Exercise details:
Each line that holds the word "bytes" counts once; give the total for the records below and nothing else.

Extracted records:
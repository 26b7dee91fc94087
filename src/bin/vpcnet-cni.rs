use anyhow::Result;
use tracing::error;
use vpcnet::commands::{error_result, run_cni};

fn main() -> Result<()> {
    // Logging is set up once the network configuration has been read.
    if let Err(err) = run_cni() {
        error!("CNI plugin error: {:#}", err);

        // Output error in CNI format
        error_result(&err).print()?;
        std::process::exit(1);
    }

    Ok(())
}
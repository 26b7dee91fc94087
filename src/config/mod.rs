use anyhow::{Context, Result};
use ipnetwork::Ipv4Network;
use serde::{Deserialize, Serialize};
use std::fs;
use std::path::{Path, PathBuf};
use std::time::Duration;
use tracing::info;

use crate::allocator::DEFAULT_LOCK_TIMEOUT;
use crate::eni::DEFAULT_ENI_MAP_PATH;
use crate::store::DEFAULT_DATA_DIR;

/// Default location of the host configuration
pub const DEFAULT_CONFIG_PATH: &str = "/etc/vpcnet/config.toml";

/// Name of the conflist written by the installer
pub const CONFLIST_NAME: &str = "10-vpcnet.conflist";

/// Network configuration handed to the plugin on stdin
#[derive(Debug, Clone, Serialize, Deserialize)]
pub struct NetConf {
    /// CNI specification version
    #[serde(rename = "cniVersion")]
    pub cni_version: String,
    /// Name of the network
    pub name: String,
    /// Type of CNI plugin
    #[serde(rename = "type")]
    pub plugin_type: String,
    /// Where allocation records live
    #[serde(rename = "dataDir", default, skip_serializing_if = "Option::is_none")]
    pub data_dir: Option<PathBuf>,
    /// ENI map written by the node agent
    #[serde(rename = "eniMapPath", default, skip_serializing_if = "Option::is_none")]
    pub eni_map_path: Option<PathBuf>,
    /// glog-style verbosity
    #[serde(rename = "logVerbosity", default)]
    pub log_verbosity: u8,
    /// Longest wait for the store lock
    #[serde(rename = "lockTimeoutSecs", default, skip_serializing_if = "Option::is_none")]
    pub lock_timeout_secs: Option<u64>,
    /// veth MTU
    #[serde(default, skip_serializing_if = "Option::is_none")]
    pub mtu: Option<u32>,
}

impl NetConf {
    /// Parse NetConf from bytes
    pub fn parse(bytes: &[u8]) -> Result<Self> {
        let conf: NetConf = serde_json::from_slice(bytes)
            .context("Failed to parse network configuration")?;

        // Validation
        if conf.name.is_empty() {
            anyhow::bail!("Network name is required");
        }

        if conf.name.contains('/') || conf.name.starts_with('.') {
            anyhow::bail!("Network name {:?} cannot be used as a directory name", conf.name);
        }

        if let Some(mtu) = conf.mtu {
            if !(68..=65535).contains(&mtu) {
                anyhow::bail!("Invalid MTU {} (must be between 68 and 65535)", mtu);
            }
        }

        Ok(conf)
    }

    /// Create a default configuration for a network
    pub fn new_default(name: &str, log_verbosity: u8) -> Self {
        Self {
            cni_version: "1.0.0".to_string(),
            name: name.to_string(),
            plugin_type: "vpcnet".to_string(),
            data_dir: None,
            eni_map_path: None,
            log_verbosity,
            lock_timeout_secs: None,
            mtu: None,
        }
    }

    pub fn data_dir(&self) -> PathBuf {
        self.data_dir
            .clone()
            .unwrap_or_else(|| PathBuf::from(DEFAULT_DATA_DIR))
    }

    pub fn eni_map_path(&self) -> PathBuf {
        self.eni_map_path
            .clone()
            .unwrap_or_else(|| PathBuf::from(DEFAULT_ENI_MAP_PATH))
    }

    pub fn lock_timeout(&self) -> Duration {
        self.lock_timeout_secs
            .map(Duration::from_secs)
            .unwrap_or(DEFAULT_LOCK_TIMEOUT)
    }
}

/// Host configuration shared by the node agent and the plugin installer
#[derive(Debug, Clone, Default, Serialize, Deserialize)]
pub struct Config {
    /// Network topology of the cluster
    #[serde(default)]
    pub network: Option<Network>,
    /// Logging configuration
    #[serde(default)]
    pub logging: Option<Logging>,
}

/// Network topology related configuration for the cluster
#[derive(Debug, Clone, Default, Serialize, Deserialize)]
pub struct Network {
    /// CIDR pods run in
    pub cluster_cidr: Option<Ipv4Network>,
    /// CIDR of cluster services
    pub service_cidr: Option<Ipv4Network>,
    /// Masquerade external pod traffic from the host's main interface
    #[serde(default)]
    pub pod_ip_masq: bool,
}

#[derive(Debug, Clone, Default, Serialize, Deserialize)]
pub struct Logging {
    /// Verbosity of the CNI plugin
    #[serde(default)]
    pub cni_v_level: u8,
}

impl Config {
    /// Load the configuration from disk
    pub fn load(path: &Path) -> Result<Self> {
        let data = fs::read_to_string(path).with_context(|| {
            format!("Failed to load configuration file {}", path.display())
        })?;

        let config: Config = toml::from_str(&data)
            .with_context(|| format!("Failed to decode configuration file {}", path.display()))?;

        config.validate()?;
        Ok(config)
    }

    pub fn validate(&self) -> Result<()> {
        if let Some(Network {
            cluster_cidr: Some(cluster),
            service_cidr: Some(service),
            ..
        }) = &self.network
        {
            if cluster.overlaps(*service) {
                anyhow::bail!(
                    "cluster CIDR {} overlaps service CIDR {}",
                    cluster,
                    service
                );
            }
        }
        Ok(())
    }

    pub fn cni_v_level(&self) -> u8 {
        self.logging.as_ref().map_or(0, |l| l.cni_v_level)
    }
}

/// A CNI network configuration list
#[derive(Debug, Clone, Serialize, Deserialize)]
pub struct NetConfList {
    #[serde(rename = "cniVersion")]
    pub cni_version: String,
    pub name: String,
    pub plugins: Vec<NetConf>,
}

/// Where the installer puts things
#[derive(Debug, Clone, Serialize, Deserialize)]
pub struct InstallPaths {
    /// Path to the CNI config directory
    pub cni_conf_dir: PathBuf,
    /// Path to store allocation state
    pub state_dir: PathBuf,
}

impl Default for InstallPaths {
    fn default() -> Self {
        Self {
            cni_conf_dir: PathBuf::from("/etc/cni/net.d"),
            state_dir: PathBuf::from(DEFAULT_DATA_DIR),
        }
    }
}

/// Installer for the VPC CNI plugin configuration
pub struct Installer {
    paths: InstallPaths,
}

impl Installer {
    /// Create a new installer
    pub fn new(paths: InstallPaths) -> Self {
        Self { paths }
    }

    /// Render the conflist for `network` from the host configuration
    pub fn conflist(&self, network: &str, config: &Config) -> NetConfList {
        let mut conf = NetConf::new_default(network, config.cni_v_level());
        if self.paths.state_dir != Path::new(DEFAULT_DATA_DIR) {
            conf.data_dir = Some(self.paths.state_dir.clone());
        }

        NetConfList {
            cni_version: conf.cni_version.clone(),
            name: network.to_string(),
            plugins: vec![conf],
        }
    }

    /// Write the conflist and create the state directory; returns the
    /// path of the written conflist
    pub fn install(&self, network: &str, config: &Config) -> Result<PathBuf> {
        for dir in [&self.paths.cni_conf_dir, &self.paths.state_dir] {
            fs::create_dir_all(dir)
                .with_context(|| format!("Failed to create directory: {}", dir.display()))?;
        }

        let config_path = self.paths.cni_conf_dir.join(CONFLIST_NAME);
        let json = serde_json::to_string_pretty(&self.conflist(network, config))?;
        fs::write(&config_path, json)
            .with_context(|| format!("Failed to write CNI config to {}", config_path.display()))?;

        info!(path = %config_path.display(), "wrote CNI configuration");
        Ok(config_path)
    }
}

Written solution:
3